Polygalacturonic acid trans-eliminase from the culture fluid of Xanthomonas campestris was purified 66-fold by acetone precipitation, citrate extraction and chromatography on diethylaminoethyl- and carboxymethyl-cellulose. The optimum pH is 9.5 in glycine-sodium hydroxide buffer. Up to 1mm-calcium chloride brings about a remarkable stimulation of the enzyme activity and, at this concentration, no other cations promote or inhibit enzyme action except Ba(2+) ions, which cause complete inhibition. The enzyme degrades polygalacturonic acid in a random manner; it does not act upon polygalacturonate methyl glycoside, although it can cleave partially (68%) esterified pectin. The end products from polygalacturonic acid at 46% breakdown are unsaturated di- and tri-galacturonic acids, in addition to saturated mono-, di- and tri-galacturonic acids.

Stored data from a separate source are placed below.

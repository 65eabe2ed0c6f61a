// Copyright 2021-2022 Farcaster Devs
//
// This library is free software; you can redistribute it and/or
// modify it under the terms of the GNU Lesser General Public
// License as published by the Free Software Foundation; either
// version 3 of the License, or (at your option) any later version.
//
// This library is distributed in the hope that it will be useful,
// but WITHOUT ANY WARRANTY; without even the implied warranty of
// MERCHANTABILITY or FITNESS FOR A PARTICULAR PURPOSE. See the GNU
// Lesser General Public License for more details.
//
// You should have received a copy of the GNU Lesser General Public
// License along with this library; if not, write to the Free Software
// Foundation, Inc., 51 Franklin Street, Fifth Floor, Boston, MA 02110-1301, USA

//! Signing service used to authorize contract spends. The swap engine never holds private keys:
//! it hands a [`SigningRequest`] to a [`Wallet`] and receives the public key and signature to
//! place on the spending input.

use std::cell::RefCell;
use std::error;

use bitcoin::blockdata::transaction::EcdsaSighashType;
use bitcoin::hash_types::PubkeyHash;
use bitcoin::hashes::sha256d::Hash as Sha256dHash;
use bitcoin::secp256k1::{ecdsa::Signature, All, Message, Secp256k1, SecretKey};
use bitcoin::util::ecdsa::EcdsaSig;
use bitcoin::util::key::{PrivateKey, PublicKey};
use bitcoin::{Address, Script, Transaction};
use rand::rngs::OsRng;
use rand::RngCore;
use thiserror::Error;

use crate::bitcoin::address::pkh_address;
use crate::bitcoin::ScriptTemplate;
use crate::syncer::{self, Deadline};

/// List of errors a signing service can return.
#[derive(Error, Debug)]
pub enum Error {
    /// The wallet does not control the key the contract commits to.
    #[error("No key in the wallet for public key hash {0}")]
    MissingKey(PubkeyHash),
    /// The key material is not usable.
    #[error("Invalid key: {0}")]
    InvalidKey(String),
    /// The wallet backend failed to answer.
    #[error("Wallet backend error: {0}")]
    Syncer(#[from] syncer::Error),
    /// Any wallet error not part of this list.
    #[error("Wallet error: {0}")]
    Other(Box<dyn error::Error + Send + Sync>),
}

impl Error {
    /// Creates a new wallet error of type [`Self::Other`] with an arbitrary payload.
    pub fn new<E>(error: E) -> Self
    where
        E: Into<Box<dyn error::Error + Send + Sync>>,
    {
        Self::Other(error.into())
    }

    /// Consumes the `Error`, returning its inner error (if any).
    ///
    /// If this [`enum@Error`] was constructed via [`new`] then this function will return [`Some`],
    /// otherwise it will return [`None`].
    ///
    /// [`new`]: Error::new
    ///
    pub fn into_inner(self) -> Option<Box<dyn error::Error + Send + Sync>> {
        match self {
            Self::Other(error) => Some(error),
            _ => None,
        }
    }
}

/// Everything a signer needs to authorize one contract input. `sighash` is already computed with
/// the rules of the contract output template, `key` is the public key hash the contract commits
/// to for the spending branch.
#[derive(Debug, Clone)]
pub struct SigningRequest<'a> {
    pub transaction: &'a Transaction,
    pub input_index: usize,
    pub script_code: &'a Script,
    pub value: u64,
    pub sighash: Sha256dHash,
    pub key: PubkeyHash,
}

/// A signing service holding the private keys of one party.
pub trait Wallet {
    /// Return a fresh address controlled by the wallet.
    fn new_address(&self, deadline: Deadline) -> Result<Address, Error>;

    /// Sign the request with the key whose hash is `request.key` and return its public key along
    /// with the signature.
    fn sign_input(
        &self,
        request: &SigningRequest,
        deadline: Deadline,
    ) -> Result<(PublicKey, EcdsaSig), Error>;
}

/// Computes the ECDSA signature of the given hash. Assumes that the hash is correctly computed.
pub fn sign_hash(
    context: &Secp256k1<All>,
    sighash: Sha256dHash,
    secret_key: &SecretKey,
) -> Result<EcdsaSig, Error> {
    // Makes signature.
    let msg = Message::from_slice(&sighash[..]).map_err(Error::new)?;
    let mut sig: Signature = context.sign_ecdsa(&msg, secret_key);
    sig.normalize_s();
    Ok(EcdsaSig {
        sig,
        hash_ty: EcdsaSighashType::All,
    })
}

/// In-memory wallet, keys are generated from the operating system random source and never leave
/// the process.
pub struct KeyStore {
    network: bitcoin::Network,
    template: ScriptTemplate,
    keys: RefCell<Vec<PrivateKey>>,
    context: Secp256k1<All>,
}

impl KeyStore {
    /// Create an empty key store producing addresses of the template kind on the network.
    pub fn new(network: bitcoin::Network, template: ScriptTemplate) -> Self {
        Self {
            network,
            template,
            keys: RefCell::new(vec![]),
            context: Secp256k1::new(),
        }
    }

    /// Add an existing key and return its address.
    pub fn import(&self, key: PrivateKey) -> Address {
        let address = self.address_of(&key);
        self.keys.borrow_mut().push(key);
        address
    }

    /// Generate a new key and return its address.
    pub fn generate(&self) -> Result<Address, Error> {
        let mut bytes = [0u8; 32];
        // Out of range values are astronomically rare, draw again if it happens
        let secret_key = loop {
            OsRng.try_fill_bytes(&mut bytes).map_err(Error::new)?;
            if let Ok(key) = SecretKey::from_slice(&bytes) {
                break key;
            }
        };
        Ok(self.import(PrivateKey::new(secret_key, self.network)))
    }

    fn address_of(&self, key: &PrivateKey) -> Address {
        let pkh = key.public_key(&self.context).pubkey_hash();
        pkh_address(&pkh, self.template, self.network)
    }
}

impl Wallet for KeyStore {
    fn new_address(&self, _deadline: Deadline) -> Result<Address, Error> {
        self.generate()
    }

    fn sign_input(
        &self,
        request: &SigningRequest,
        _deadline: Deadline,
    ) -> Result<(PublicKey, EcdsaSig), Error> {
        let keys = self.keys.borrow();
        let key = keys
            .iter()
            .find(|key| key.public_key(&self.context).pubkey_hash() == request.key)
            .ok_or(Error::MissingKey(request.key))?;
        let sig = sign_hash(&self.context, request.sighash, &key.inner)?;
        Ok((key.public_key(&self.context), sig))
    }
}

#[cfg(test)]
mod tests {
    use super::*;
    use bitcoin::hashes::Hash;
    use std::time::Duration;

    use crate::bitcoin::address::pubkey_hash;

    #[test]
    fn sign_with_known_key() {
        let wallet = KeyStore::new(bitcoin::Network::Regtest, ScriptTemplate::SegwitV0);
        let deadline = Deadline::after(Duration::from_secs(1));
        let address = wallet.new_address(deadline).unwrap();
        let key = pubkey_hash(&address, bitcoin::Network::Regtest).unwrap();

        let tx = Transaction {
            version: 2,
            lock_time: 0,
            input: vec![],
            output: vec![],
        };
        let script = Script::new();
        let request = SigningRequest {
            transaction: &tx,
            input_index: 0,
            script_code: &script,
            value: 0,
            sighash: Sha256dHash::hash(b"sighash"),
            key,
        };
        let (pubkey, sig) = wallet.sign_input(&request, deadline).unwrap();
        assert_eq!(pubkey.pubkey_hash(), key);
        assert_eq!(sig.hash_ty, EcdsaSighashType::All);

        let msg = Message::from_slice(&request.sighash[..]).unwrap();
        assert!(Secp256k1::verification_only()
            .verify_ecdsa(&msg, &sig.sig, &pubkey.inner)
            .is_ok());
    }

    #[test]
    fn unknown_key_is_missing() {
        let wallet = KeyStore::new(bitcoin::Network::Regtest, ScriptTemplate::Legacy);
        let tx = Transaction {
            version: 2,
            lock_time: 0,
            input: vec![],
            output: vec![],
        };
        let script = Script::new();
        let request = SigningRequest {
            transaction: &tx,
            input_index: 0,
            script_code: &script,
            value: 0,
            sighash: Sha256dHash::hash(b"sighash"),
            key: PubkeyHash::from_inner([0x22; 20]),
        };
        let res = wallet.sign_input(&request, Deadline::after(Duration::from_secs(1)));
        assert!(matches!(res, Err(Error::MissingKey(_))));
    }
}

Pentagalacturonic acid is split preferentially into saturated dimer plus unsaturated trimer, or into saturated trimer plus unsaturated dimer; at a lower rate, it is also split into monomer and unsaturated tetramer. Unsaturated pentamer is split into unsaturated dimer plus unsaturated trimer. Tetragalacturonic acid is split some-what preferentially at the central bond to form dimer and unsaturated dimer, but it is also split into monomer and unsaturated trimer. Unsaturated tetramer is split only at the central bond to yield only unsaturated dimer. Trigalacturonic acid is split into monomer and unsaturated dimer. Unsaturated trimer is cleaved into saturated dimer and probably 4-deoxy-l-5-threo-hexoseulose uronic acid, which has not yet been directly identified. Neither saturated nor unsaturated digalacturonic acid is attacked. The unsaturated digalacturonic acid was isolated and proved to be O-(4-deoxy-beta-l-5-threo-hexopyranos-4-enyluronic acid)-(1-->4)-d-galacturonic acid.